Abraçar o sentimento doido de permanecer vivo com "tantos amigos
/ já granito".
Mas não
só de morte vive a poesia de Millôr: política (reforma
agrária, isolamento dos justos, inviabilidade da ação
dos políticos); religião (anacronismo religioso, moralidade
religiosa, vaidade passageira), amor (infidelidade amorosa, encantos da
sexualidade feminina); condição humana (incomunicabilidade,
solidão, desajuste social, cansaço de viver); poesia (o fazer
poético, recriação de Bashô); natureza (aflitiva,
lúdica, bela, devastada); mídia (medíocre e mediocrizante)

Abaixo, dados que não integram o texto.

use crate::error::ParseError;
use std::fmt;

/// Leading marker that distinguishes a command from conversation.
pub const COMMAND_MARKER: char = '/';

/// How a verb expects to be addressed.
#[derive(Debug, Clone, Copy, PartialEq, Eq)]
pub enum Addressing {
    /// `/verb [target]`: no target means every agent answers.
    OptionalTarget,
    /// `/verb <target>`
    Target,
    /// `/verb <target> <argument...>`
    TargetAndArgument,
}

impl Addressing {
    /// Maximum whitespace-separated fields, counting the verb itself.
    pub fn max_fields(self) -> usize {
        match self {
            Self::OptionalTarget | Self::Target => 2,
            Self::TargetAndArgument => 3,
        }
    }
}

/// Every verb the dispatch table knows about.
#[derive(Debug, Clone, Copy, PartialEq, Eq, Hash)]
pub enum Verb {
    Help,
    List,
    Cmd,
    Screenshot,
    Status,
    Processes,
    Download,
}

impl Verb {
    pub const ALL: [Verb; 7] = [
        Verb::Help,
        Verb::List,
        Verb::Cmd,
        Verb::Screenshot,
        Verb::Status,
        Verb::Processes,
        Verb::Download,
    ];

    pub fn name(self) -> &'static str {
        match self {
            Self::Help => "help",
            Self::List => "list",
            Self::Cmd => "cmd",
            Self::Screenshot => "screenshot",
            Self::Status => "status",
            Self::Processes => "processes",
            Self::Download => "download",
        }
    }

    /// Exact, case-sensitive lookup by the name following the command marker.
    pub fn from_name(name: &str) -> Option<Self> {
        Self::ALL.into_iter().find(|verb| verb.name() == name)
    }

    pub fn addressing(self) -> Addressing {
        match self {
            Self::Help | Self::List => Addressing::OptionalTarget,
            Self::Screenshot | Self::Status | Self::Processes => Addressing::Target,
            Self::Cmd | Self::Download => Addressing::TargetAndArgument,
        }
    }

    pub fn usage(self) -> &'static str {
        match self {
            Self::Help => "Usage: /help [target|all]",
            Self::List => "Usage: /list [target|all]",
            Self::Cmd => "Usage: /cmd <target|all> <command>",
            Self::Screenshot => "Usage: /screenshot <target|all>",
            Self::Status => "Usage: /status <target|all>",
            Self::Processes => "Usage: /processes <target|all>",
            Self::Download => "Usage: /download <target|all> <file_path>",
        }
    }
}

impl fmt::Display for Verb {
    fn fmt(&self, f: &mut fmt::Formatter<'_>) -> fmt::Result {
        write!(f, "/{}", self.name())
    }
}

/// A command line split into its addressing fields.
///
/// `target` and `argument` are whatever the text carried; whether they are
/// required is decided by [`ParsedCommand::require_target`] and
/// [`ParsedCommand::require_argument`] after the caller has had a chance to
/// apply target filtering.
#[derive(Debug, Clone, PartialEq, Eq)]
pub struct ParsedCommand {
    pub verb: Verb,
    pub target: Option<String>,
    pub argument: Option<String>,
}

impl ParsedCommand {
    pub fn require_target(&self) -> Result<&str, ParseError> {
        self.target.as_deref().ok_or(ParseError::MissingTarget {
            usage: self.verb.usage(),
        })
    }

    /// The argument field, or `MissingArgument` if the verb needs one and the
    /// text did not carry it. Verbs without an argument always get `None`.
    pub fn require_argument(&self) -> Result<Option<&str>, ParseError> {
        match (self.verb.addressing(), self.argument.as_deref()) {
            (Addressing::TargetAndArgument, None) => Err(ParseError::MissingArgument {
                usage: self.verb.usage(),
            }),
            (Addressing::TargetAndArgument, Some(arg)) => Ok(Some(arg)),
            _ => Ok(None),
        }
    }
}

/// Split on whitespace into at most `max_fields` fields.
///
/// The last field is the untouched remainder of the line (leading whitespace
/// removed), so shell commands and paths keep their internal spacing.
pub fn split_fields(text: &str, max_fields: usize) -> Vec<&str> {
    let max_fields = max_fields.max(1);
    let mut fields = Vec::with_capacity(max_fields);
    let mut rest = text.trim_start();

    while !rest.is_empty() {
        if fields.len() + 1 == max_fields {
            fields.push(rest);
            break;
        }
        match rest.find(char::is_whitespace) {
            Some(end) => {
                fields.push(&rest[..end]);
                rest = rest[end..].trim_start();
            }
            None => {
                fields.push(rest);
                break;
            }
        }
    }

    fields
}

/// Parse raw inbound text into a command.
///
/// Text that does not start with [`COMMAND_MARKER`] is `NotACommand`. A
/// Telegram `@botname` suffix on the verb is ignored.
pub fn parse(raw: &str) -> Result<ParsedCommand, ParseError> {
    let text = raw.trim();
    let head = text.split_whitespace().next().ok_or(ParseError::NotACommand)?;
    let name = head
        .strip_prefix(COMMAND_MARKER)
        .ok_or(ParseError::NotACommand)?;
    let name = name.split_once('@').map_or(name, |(verb, _bot)| verb);

    let verb = Verb::from_name(name).ok_or_else(|| ParseError::UnknownVerb(name.to_string()))?;

    let fields = split_fields(text, verb.addressing().max_fields());
    let target = fields
        .get(1)
        .map(|t| t.trim())
        .filter(|t| !t.is_empty())
        .map(str::to_string);
    let argument = fields
        .get(2)
        .filter(|a| !a.trim().is_empty())
        .map(|a| (*a).to_string());

    Ok(ParsedCommand {
        verb,
        target,
        argument,
    })
}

são temas que marcam presença, como sé vê, ora
cáustica, ora terna, em seus poemas.
Os Hai-Kais
de Millôr são um verdadeiro presente de papai Noel. Certo;
um papai Noel saído da canção de Assis Valente, a
quem se pede a felicidade, duvidando. Mas de quem se recebe toda a beleza
da poesia. E Millôr dá as mãos a Assis Valente.
Ele gosta
de usar o computador para escrever e desenhar. Uma das inteligências
mais agudas deste país. Sensível e iluminado.
Arredio a
entrevistas, recentemente rompeu o silencio e revelou muito do que pensa
ao repórter do suplemento Idéias do JB. Uma visão
cética, hilariante, incômoda ? mas sempre real e certeira.
É
Millôr Fernandes, mais conhecido como humorista. Na verdade,
um fino pensador brasileiro. E, agora, poeta. Quer dizer, poeta sempre
foi; a reunião dos hai-kais e a publicação em livro
é que consolidam um poeta e seu livro de poemas ? até então
disperses.
O titulo
do livro? Hai-Kais, simplesmente. Seleção dos 93 mais expressivos
hai-kais que Millôr compôs nos últimos 30 anos. Um lançamento
rigoroso da editora Nórdica para um belíssimo projeto gráfico
de Vilmar Rodrigues.
O volume,
de 21 x 21 em, capa dura branca, grafada em dourado, ainda conta com uma
capa sobressalente amarela, ilustrada por Millôr. As cores, branco
e amarelo, ora como moldura, ora como fundo de página, geram um
vibrátil diálogo entre as páginas pares e as páginas
impares. Aquilo que em outros livros escorrega para saturação,
aqui desliza na precisão milimétrica informativa. E tensiona
poemas e ilustrações num pique (timing) extraordinariamente
arrebatador.
A beleza
dos trabalhos de Millôr é valorizada pelo profissionalismo
de Vilmar Rodrigues. Quem ganha é o leitor. Os poemas encontram
o meio de expressão adequado.
Eisenstein:
"Um livro tem que estar na mão que o segura como se fosse um instrumento
bem ajustado". Diante de Hai-Kais não há como não
confirmar tais palavras e ainda, lembrar Borges: "Dos diversos instrumentos
utilizados pelo homem, o mais espetacular é, sem dúvida,
o livro”.
Millôr
impõe-se (de leve, pela contra mão) um poeta da linha de
frente da atual poesia brasileira. Não importa se a intelligentzia
nacional rotula humorista de intelectual de segunda classe. Seus hai-kais
fazem frente aos belissimos de Olga Savary. Tiram de letra os de
Alice Ruiz e saltam sobre os de Paulo Leminski. Mas como sempre apareceram
na página de humor de revistas e jornais, a critica os deixou na
banca dos descartáveis.
Com esta
publicação chega a hora de todo leitor tirar os óculos
unidirecionais dos “preconceitos” e, oswaldianamente, arriscar o olhar
dos olhos livres.
(Amador Ribeiro Neto é professor
de Teoria da Literatura na UFPB e doutorando em Semiótica na PUC-SP,
onde prepara tese sobre poesia e música popular.)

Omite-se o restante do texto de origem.